*** Opening of Input data ***

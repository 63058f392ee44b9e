//! Config lints: secret literals and unused keys.

use anyhow::{bail, Result};
use serde::{Deserialize, Serialize};
use serde_json::Value;
use std::collections::BTreeSet;

/// Value prefixes that indicate a credential pasted into config.
const SECRET_PREFIXES: &[&str] = &[
    "sk-",        // OpenAI style
    "sk_live",    // Stripe live
    "sk_test",    // Stripe test
    "AKIA",       // AWS access key ID
    "-----BEGIN", // PEM private keys
    "ghp_",       // GitHub PAT
    "glpat-",     // GitLab PAT
    "xoxb-",      // Slack bot token
];

/// Connection-string schemes whose userinfo may carry a password.
const URL_SCHEMES_WITH_CREDENTIALS: &[&str] = &["postgres://", "postgresql://"];

pub(crate) fn enforce_no_secret_literals(v: &Value) -> Result<()> {
    let mut leaves = Vec::new();
    collect_leaf_pointers(v, "", &mut leaves);

    for ptr in leaves {
        let Some(s) = v.pointer(&ptr).and_then(Value::as_str) else {
            continue;
        };
        if looks_like_secret(s) {
            bail!("CONFIG_SECRET_DETECTED leaf={} value=REDACTED", ptr);
        }
    }
    Ok(())
}

fn looks_like_secret(s: &str) -> bool {
    let t = s.trim();
    if let Some(rest) = URL_SCHEMES_WITH_CREDENTIALS
        .iter()
        .find_map(|scheme| t.strip_prefix(scheme))
    {
        // user:password@host
        return rest
            .split_once('@')
            .map(|(userinfo, _)| userinfo.contains(':'))
            .unwrap_or(false);
    }
    if t.len() < 8 {
        return false;
    }
    SECRET_PREFIXES.iter().any(|p| t.starts_with(p))
}

// ---------------------------------------------------------------------------
// Unused keys
// ---------------------------------------------------------------------------

/// JSON-pointer prefixes of every key `ServiceConfig` reads. A leaf under one
/// of these is consumed; any other leaf is unused (typo, stale key, or a key
/// for a feature this build does not have).
pub const CONSUMED_POINTERS: &[&str] = &[
    "/config/unused_keys",
    "/server/bind_addr",
    "/server/cors_allowed_origins",
    "/quotes/provider",
    "/quotes/base_url",
    "/quotes/range",
    "/quotes/interval",
    "/quotes/timeout_ms",
    "/quotes/cache_ttl_secs",
    "/quotes/cache_max_entries",
    "/quotes/fixed_prices",
    "/ledger/backend",
    "/ledger/starting_balance",
    "/ledger/pnl_policy",
    "/ledger/max_commit_retries",
    "/ledger/postgres/url_env",
    "/ledger/postgres/max_connections",
];

pub fn consumed_pointers() -> &'static [&'static str] {
    CONSUMED_POINTERS
}

#[derive(Debug, Clone, Copy, PartialEq, Eq, Default, Serialize, Deserialize)]
#[serde(rename_all = "snake_case")]
pub enum UnusedKeyPolicy {
    #[default]
    Warn,
    Fail,
}

#[derive(Debug, Clone, Serialize, Deserialize)]
pub struct UnusedKeyReport {
    /// Unused leaf pointers, sorted.
    pub unused_leaf_pointers: Vec<String>,
}

impl UnusedKeyReport {
    pub fn is_clean(&self) -> bool {
        self.unused_leaf_pointers.is_empty()
    }
}

/// Leaves of `config_json` not covered by [`CONSUMED_POINTERS`].
///
/// `Warn` always returns the report; `Fail` errors with `CONFIG_UNUSED_KEYS`
/// when the report is not clean.
pub fn report_unused_keys(config_json: &Value, policy: UnusedKeyPolicy) -> Result<UnusedKeyReport> {
    let consumed: BTreeSet<&str> = CONSUMED_POINTERS.iter().copied().collect();

    let mut leaves = Vec::new();
    collect_leaf_pointers(config_json, "", &mut leaves);

    let mut unused: Vec<String> = leaves
        .into_iter()
        .filter(|leaf| !consumed.iter().any(|p| is_prefix_pointer(p, leaf)))
        .collect();
    unused.sort();
    unused.dedup();

    let report = UnusedKeyReport {
        unused_leaf_pointers: unused,
    };

    if policy == UnusedKeyPolicy::Fail && !report.is_clean() {
        bail!(
            "CONFIG_UNUSED_KEYS: {} unused config leaf key(s) detected. \
            Remove them or fix the key name. First few: {:?}",
            report.unused_leaf_pointers.len(),
            report.unused_leaf_pointers.iter().take(12).collect::<Vec<_>>()
        );
    }
    Ok(report)
}

/// `/a/b` covers `/a/b` and `/a/b/c`, never `/a/bc`.
fn is_prefix_pointer(prefix: &str, leaf: &str) -> bool {
    match leaf.strip_prefix(prefix) {
        Some("") => true,
        Some(rest) => rest.starts_with('/'),
        None => false,
    }
}

fn collect_leaf_pointers(v: &Value, prefix: &str, out: &mut Vec<String>) {
    match v {
        Value::Object(map) if !map.is_empty() => {
            for (k, vv) in map {
                let next = format!("{}/{}", prefix, escape_pointer_token(k));
                collect_leaf_pointers(vv, &next, out);
            }
        }
        Value::Array(arr) if !arr.is_empty() => {
            for (i, vv) in arr.iter().enumerate() {
                collect_leaf_pointers(vv, &format!("{prefix}/{i}"), out);
            }
        }
        _ => {
            if !prefix.is_empty() {
                out.push(prefix.to_string());
            }
        }
    }
}

fn escape_pointer_token(s: &str) -> String {
    s.replace('~', "~0").replace('/', "~1")
}

#[cfg(test)]
mod tests {
    use super::*;
    use serde_json::json;

    #[test]
    fn prefix_respects_segment_boundary() {
        assert!(is_prefix_pointer("/quotes/range", "/quotes/range"));
        assert!(is_prefix_pointer("/quotes/fixed_prices", "/quotes/fixed_prices/AAPL"));
        assert!(!is_prefix_pointer("/quotes/range", "/quotes/ranges"));
    }

    #[test]
    fn leaves_include_array_elements_and_escape_slashes() {
        let mut out = Vec::new();
        collect_leaf_pointers(&json!({"a/b": 1, "xs": ["p", "q"]}), "", &mut out);
        out.sort();
        assert_eq!(out, vec!["/a~1b", "/xs/0", "/xs/1"]);
    }

    #[test]
    fn credentialed_database_url_is_a_secret() {
        assert!(looks_like_secret("postgres://app:hunter2@db:5432/pt"));
        assert!(!looks_like_secret("postgres://db:5432/pt"));
        assert!(!looks_like_secret("PT_DATABASE_URL"));
    }
}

*** Close of Input data ***

(What is required)
What is needed is an exact copy of the lines from the start of the listing through the line where "let t = s.trim();" sits, please, both end lines included and nothing more.

(Output for this task)
repository 63058f392ee44b9e
//! Config lints: secret literals and unused keys.

use anyhow::{bail, Result};
use serde::{Deserialize, Serialize};
use serde_json::Value;
use std::collections::BTreeSet;

/// Value prefixes that indicate a credential pasted into config.
const SECRET_PREFIXES: &[&str] = &[
    "sk-",        // OpenAI style
    "sk_live",    // Stripe live
    "sk_test",    // Stripe test
    "AKIA",       // AWS access key ID
    "-----BEGIN", // PEM private keys
    "ghp_",       // GitHub PAT
    "glpat-",     // GitLab PAT
    "xoxb-",      // Slack bot token
];

/// Connection-string schemes whose userinfo may carry a password.
const URL_SCHEMES_WITH_CREDENTIALS: &[&str] = &["postgres://", "postgresql://"];

pub(crate) fn enforce_no_secret_literals(v: &Value) -> Result<()> {
    let mut leaves = Vec::new();
    collect_leaf_pointers(v, "", &mut leaves);

    for ptr in leaves {
        let Some(s) = v.pointer(&ptr).and_then(Value::as_str) else {
            continue;
        };
        if looks_like_secret(s) {
            bail!("CONFIG_SECRET_DETECTED leaf={} value=REDACTED", ptr);
        }
    }
    Ok(())
}

fn looks_like_secret(s: &str) -> bool {
    let t = s.trim();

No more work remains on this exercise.